Mason Hill are a Scotttish hard rock band, from Glasgow, who formed in 2015. Coined by schoolmates Scott Taylor and James Bird in 2013 they added Craig McFetridge to the line up and in due course Matthew Ward joined ranks followed shortly after by Marc Montgomery to complete the band.

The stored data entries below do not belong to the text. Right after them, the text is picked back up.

//! Lexicon-based sentiment scoring.
//!
//! A lightweight VADER-style model: each known word carries a valence in
//! [-4, +4], contextual rules adjust it (negation flips, degree adverbs
//! boost or dampen, ALL-CAPS and trailing exclamation marks amplify), and
//! the summed valence is squashed through `x / sqrt(x^2 + alpha)` so the
//! compound score stays inside [-1, 1] no matter how long the comment is.
//! No bundled lexicon files, no external calls; everything is a static table.

use once_cell::sync::Lazy;
use serde::{Deserialize, Serialize};
use std::collections::{HashMap, HashSet};
use utoipa::ToSchema;

/// Compound at or above this is classified Positive.
pub const POSITIVE_THRESHOLD: f64 = 0.05;
/// Compound at or below this is classified Negative.
pub const NEGATIVE_THRESHOLD: f64 = -0.05;

/// Multiplier applied to a word's valence when a negator precedes it.
const NEGATION_SCALAR: f64 = -0.74;
/// Valence bump for an ALL-CAPS sentiment word (when the whole text isn't caps).
const CAPS_BOOST: f64 = 0.733;
/// Per-exclamation-mark emphasis, counted up to four marks.
const EXCLAIM_BOOST: f64 = 0.292;
const MAX_EXCLAIM: usize = 4;
/// Normalization constant for the compound squash.
const NORM_ALPHA: f64 = 15.0;
/// How many preceding tokens a negator or booster can reach across.
const CONTEXT_WINDOW: usize = 3;

#[derive(Debug, Clone, Copy, PartialEq, Eq, Serialize, Deserialize, ToSchema)]
#[serde(rename_all = "lowercase")]
pub enum Sentiment {
    Positive,
    Negative,
    Neutral,
}

static LEXICON: Lazy<HashMap<&'static str, f64>> = Lazy::new(|| {
    [
        // Positive
        ("amazing", 2.8), ("awesome", 3.1), ("great", 3.1), ("good", 1.9),
        ("best", 3.2), ("better", 1.9), ("love", 3.2), ("loved", 2.9),
        ("like", 1.5), ("liked", 1.8), ("excellent", 2.7), ("perfect", 2.7),
        ("wonderful", 2.7), ("fantastic", 2.6), ("brilliant", 2.8),
        ("beautiful", 2.9), ("incredible", 2.4), ("outstanding", 2.9),
        ("superb", 3.0), ("enjoy", 2.2), ("enjoyed", 2.3), ("fun", 2.3),
        ("funny", 1.9), ("hilarious", 2.0), ("happy", 2.7), ("glad", 2.0),
        ("thanks", 1.9), ("thank", 1.9), ("helpful", 1.8), ("useful", 1.9),
        ("interesting", 1.7), ("impressive", 2.3), ("win", 2.8), ("winner", 2.8),
        ("cool", 1.3), ("nice", 1.8), ("sweet", 2.0), ("solid", 1.5),
        ("underrated", 1.4), ("legend", 2.4), ("masterpiece", 3.1),
        ("recommend", 1.6), ("favorite", 2.0), ("gem", 1.9), ("quality", 1.4),
        ("clear", 1.2), ("informative", 1.9), ("inspiring", 2.3), ("wow", 2.1),
        ("yes", 1.1), ("right", 1.0), ("agree", 1.5), ("agreed", 1.4),
        // Negative
        ("bad", -2.5), ("terrible", -2.1), ("awful", -2.0), ("horrible", -2.5),
        ("worst", -3.1), ("worse", -2.1), ("hate", -2.7), ("hated", -2.8),
        ("dislike", -1.6), ("disappointing", -2.2), ("disappointed", -2.1),
        ("boring", -1.3), ("annoying", -1.8), ("dumb", -2.3), ("stupid", -2.4),
        ("useless", -1.8), ("trash", -2.2), ("garbage", -2.3), ("cringe", -1.9),
        ("fake", -1.8), ("scam", -2.6), ("clickbait", -1.9), ("lame", -1.8),
        ("waste", -1.8), ("wasted", -2.0), ("wrong", -2.1), ("fail", -2.3),
        ("failed", -2.1), ("broken", -1.6), ("sad", -2.1), ("angry", -2.3),
        ("mad", -2.0), ("upset", -1.9), ("pathetic", -2.5), ("mediocre", -0.8),
        ("misleading", -1.9), ("overrated", -1.5), ("unwatchable", -2.6),
        ("lies", -2.2), ("lying", -2.2), ("toxic", -2.4), ("ugly", -2.4),
        ("poor", -1.9), ("problem", -1.4), ("problems", -1.5), ("issue", -0.8),
        ("no", -1.2), ("ruined", -2.4), ("disaster", -2.5), ("nonsense", -1.7),
    ]
    .into_iter()
    .collect()
});

/// Degree modifiers. Positive values intensify the following sentiment word,
/// negative values dampen it.
static BOOSTERS: Lazy<HashMap<&'static str, f64>> = Lazy::new(|| {
    [
        ("very", 0.293), ("really", 0.293), ("extremely", 0.293),
        ("absolutely", 0.293), ("completely", 0.293), ("totally", 0.293),
        ("incredibly", 0.293), ("super", 0.293), ("insanely", 0.293),
        ("highly", 0.293), ("truly", 0.293), ("utterly", 0.293), ("so", 0.293),
        ("slightly", -0.293), ("somewhat", -0.293), ("kinda", -0.293),
        ("kind", -0.293), ("sort", -0.293), ("marginally", -0.293),
        ("almost", -0.293), ("partly", -0.293),
    ]
    .into_iter()
    .collect()
});

static NEGATORS: Lazy<HashSet<&'static str>> = Lazy::new(|| {
    [
        "not", "never", "none", "neither", "nor", "cannot", "cant", "can't",
        "dont", "don't", "didnt", "didn't", "doesnt", "doesn't", "isnt",
        "isn't", "wasnt", "wasn't", "wont", "won't", "wouldnt", "wouldn't",
        "aint", "ain't", "hardly", "barely", "nothing", "nobody",
    ]
    .into_iter()
    .collect()
});

/// Token with its lookup form and original surface form.
struct Token<'a> {
    lower: String,
    surface: &'a str,
}

fn tokenize(text: &str) -> Vec<Token<'_>> {
    text.split_whitespace()
        .map(|surface| {
            let lower: String = surface
                .chars()
                .filter(|c| c.is_alphanumeric() || *c == '\'')
                .flat_map(|c| c.to_lowercase())
                .collect();
            Token { lower, surface }
        })
        .collect()
}

fn is_all_caps(word: &str) -> bool {
    let mut has_alpha = false;
    for c in word.chars() {
        if c.is_alphabetic() {
            has_alpha = true;
            if !c.is_uppercase() {
                return false;
            }
        }
    }
    has_alpha
}

/// Compute the compound polarity score for normalized text.
///
/// Always in [-1.0, 1.0]; 0.0 for empty or signal-free input.
pub fn compound_score(text: &str) -> f64 {
    let tokens = tokenize(text);
    if tokens.is_empty() {
        return 0.0;
    }

    // When the entire comment is shouted, caps carry no extra emphasis.
    let text_all_caps = {
        let with_alpha: Vec<_> = tokens.iter().filter(|t| !t.lower.is_empty()).collect();
        !with_alpha.is_empty() && with_alpha.iter().all(|t| is_all_caps(t.surface))
    };

    let mut sum = 0.0;
    for (i, token) in tokens.iter().enumerate() {
        let Some(&base) = LEXICON.get(token.lower.as_str()) else {
            continue;
        };
        let mut valence = base;

        if is_all_caps(token.surface) && !text_all_caps {
            valence += CAPS_BOOST * valence.signum();
        }

        let window_start = i.saturating_sub(CONTEXT_WINDOW);
        let mut negated = false;
        for (dist, prev) in tokens[window_start..i].iter().rev().enumerate() {
            if NEGATORS.contains(prev.lower.as_str()) {
                negated = true;
            }
            if let Some(&boost) = BOOSTERS.get(prev.lower.as_str()) {
                // Boosters further from the word count a little less.
                let damp = 1.0 - 0.05 * dist as f64;
                valence += boost * damp * valence.signum();
            }
        }
        if negated {
            valence *= NEGATION_SCALAR;
        }

        sum += valence;
    }

    // Exclamation emphasis pushes the total further in its own direction.
    let exclaims = text.chars().filter(|c| *c == '!').count().min(MAX_EXCLAIM);
    if exclaims > 0 && sum != 0.0 {
        sum += exclaims as f64 * EXCLAIM_BOOST * sum.signum();
    }

    let compound = sum / (sum * sum + NORM_ALPHA).sqrt();
    compound.clamp(-1.0, 1.0)
}

/// Map a compound score to its sentiment label.
///
/// Exactly `POSITIVE_THRESHOLD` is Positive and exactly `NEGATIVE_THRESHOLD`
/// is Negative; the open interval between them is Neutral.
pub fn classify(compound: f64) -> Sentiment {
    if compound >= POSITIVE_THRESHOLD {
        Sentiment::Positive
    } else if compound <= NEGATIVE_THRESHOLD {
        Sentiment::Negative
    } else {
        Sentiment::Neutral
    }
}

/// Score and label in one step.
pub fn analyze(text: &str) -> (f64, Sentiment) {
    let compound = compound_score(text);
    (compound, classify(compound))
}
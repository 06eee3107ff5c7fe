//! Runtime configuration loaded from environment variables.
//!
//! Everything has a working default so the service starts with nothing but
//! `YOUTUBE_API_KEY` set. Values are parsed once at startup and shared
//! read-only through `AppState`.

use std::env;
use std::time::Duration;

/// What to do when a comment page fails after all retries.
#[derive(Debug, Clone, Copy, PartialEq, Eq)]
pub enum FetchPolicy {
    /// Fail the whole analysis (default). Partial comment sets would skew
    /// the percentages, so nothing is returned once fetching breaks.
    FailWhole,
    /// Keep whatever was fetched before the failure, if anything.
    BestEffort,
}

#[derive(Debug, Clone)]
pub struct Config {
    /// YouTube Data API v3 key.
    pub api_key: String,
    /// Hard cap on comments processed per request.
    pub max_comments: usize,
    /// Comments requested per API page (YouTube caps this at 100).
    pub page_size: usize,
    /// Attempts per page request before giving up.
    pub max_retries: u32,
    /// Base delay for exponential backoff between retries.
    pub backoff_base: Duration,
    /// Timeout for a single HTTP request to the comment source.
    pub request_timeout: Duration,
    /// Entries kept in the top-words table.
    pub top_words: usize,
    /// Analyzed comments included as a sample in the response.
    pub sample_size: usize,
    pub fetch_policy: FetchPolicy,
}

fn env_parse<T: std::str::FromStr>(key: &str, default: T) -> T {
    env::var(key).ok().and_then(|s| s.parse().ok()).unwrap_or(default)
}

impl Config {
    pub fn from_env() -> Self {
        let policy = match env::var("FETCH_POLICY").unwrap_or_default().to_lowercase().as_str() {
            "best_effort" | "besteffort" | "partial" => FetchPolicy::BestEffort,
            _ => FetchPolicy::FailWhole,
        };

        Self {
            api_key: env::var("YOUTUBE_API_KEY").unwrap_or_default(),
            max_comments: env_parse("MAX_COMMENTS", 800),
            page_size: env_parse("PAGE_SIZE", 100),
            max_retries: env_parse("MAX_RETRIES", 3),
            backoff_base: Duration::from_millis(env_parse("BACKOFF_BASE_MS", 500)),
            request_timeout: Duration::from_secs(env_parse("REQUEST_TIMEOUT_SECS", 15)),
            top_words: env_parse("TOP_WORDS", 20),
            sample_size: env_parse("SAMPLE_COMMENTS", 20),
            fetch_policy: policy,
        }
    }
}

impl Default for Config {
    fn default() -> Self {
        Self {
            api_key: String::new(),
            max_comments: 800,
            page_size: 100,
            max_retries: 3,
            backoff_base: Duration::from_millis(500),
            request_timeout: Duration::from_secs(15),
            top_words: 20,
            sample_size: 20,
            fetch_policy: FetchPolicy::FailWhole,
        }
    }
}
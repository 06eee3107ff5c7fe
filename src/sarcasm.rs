//! Heuristic sarcasm detection.
//!
//! Three independent rules, OR-combined: any one firing flags the comment.
//! Each rule is a pure predicate over the normalized text plus the sentiment
//! label, so they can be unit-tested in isolation. This is deliberately
//! heuristic; false positives are acceptable and expected.

use crate::sentiment::Sentiment;

/// Explicit sarcasm cues, matched case-insensitively as substrings.
const MARKERS: &[&str] = &[
    "/s", "yeah right", "as if", "sure buddy", "what a joke", "yeah sure",
    "of course it", "oh wow", "how original", "shocker", "who knew",
    "big surprise", "slow clap", "10/10",
];

/// Strong praise words; suspicious when the overall score isn't positive.
const PRAISE: &[&str] = &[
    "amazing", "great", "love", "perfect", "best", "awesome", "wonderful",
    "brilliant", "genius", "fantastic",
];

/// Complaint-context words that make exaggerated punctuation read as irony.
const GRIPE_CONTEXT: &[&str] = &[
    "ad", "ads", "another", "again", "always", "every time", "buffering",
    "clickbait", "sponsor", "midroll", "interrupt", "algorithm", "reupload",
    "paywall",
];

#[derive(Debug, Clone, Copy, PartialEq, Eq)]
pub enum SarcasmRule {
    /// A known sarcasm marker appears anywhere in the text.
    ExplicitMarker,
    /// Strong praise vocabulary without a positive overall score.
    PraiseWithoutPositivity,
    /// `!!!` or `...` next to complaint-context vocabulary.
    ExaggeratedPunctuation,
}

impl SarcasmRule {
    pub const ALL: [SarcasmRule; 3] = [
        SarcasmRule::ExplicitMarker,
        SarcasmRule::PraiseWithoutPositivity,
        SarcasmRule::ExaggeratedPunctuation,
    ];

    /// Pure predicate: does this rule fire for the given comment?
    pub fn applies(&self, text: &str, sentiment: Sentiment) -> bool {
        let lower = text.to_lowercase();
        match self {
            SarcasmRule::ExplicitMarker => MARKERS.iter().any(|m| lower.contains(m)),
            SarcasmRule::PraiseWithoutPositivity => {
                sentiment != Sentiment::Positive
                    && PRAISE.iter().any(|w| contains_word(&lower, w))
            }
            SarcasmRule::ExaggeratedPunctuation => {
                (lower.contains("!!!") || lower.contains("..."))
                    && GRIPE_CONTEXT.iter().any(|w| contains_word(&lower, w))
            }
        }
    }
}

/// Whole-word containment so "ad" doesn't match inside "bad" or "road".
fn contains_word(haystack: &str, needle: &str) -> bool {
    haystack
        .split(|c: char| !c.is_alphanumeric() && c != '/')
        .any(|w| w == needle)
        || (needle.contains(' ') && haystack.contains(needle))
}

/// OR-combine every rule.
pub fn is_sarcastic(text: &str, sentiment: Sentiment) -> bool {
    SarcasmRule::ALL.iter().any(|r| r.applies(text, sentiment))
}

They have released one studio album to date, Against The Wall (2021) plus an acoustic EP Unplugged (2020), which followed their debut EP, Mason Hill (2015).

History
Singer Scott Taylor and guitarist James Bird met at school.  Bird was already an accomplished guitarist, having played on stage with boyhood hero Zakk Wylde.  The band was formed in 2013 with the others joining at that time, with Taylor forgoing plans to become an Olympic swimmer and bassist Matthew Ward pulling out of his degree.  They released their debut eponymous EP in 2015 before embarking on various live shows, supporting acts such as Airbourne and Gun as well as appearing at festivals such as WinterStorm in Troon, and on the Boardie Takeover Stage at Download Festival.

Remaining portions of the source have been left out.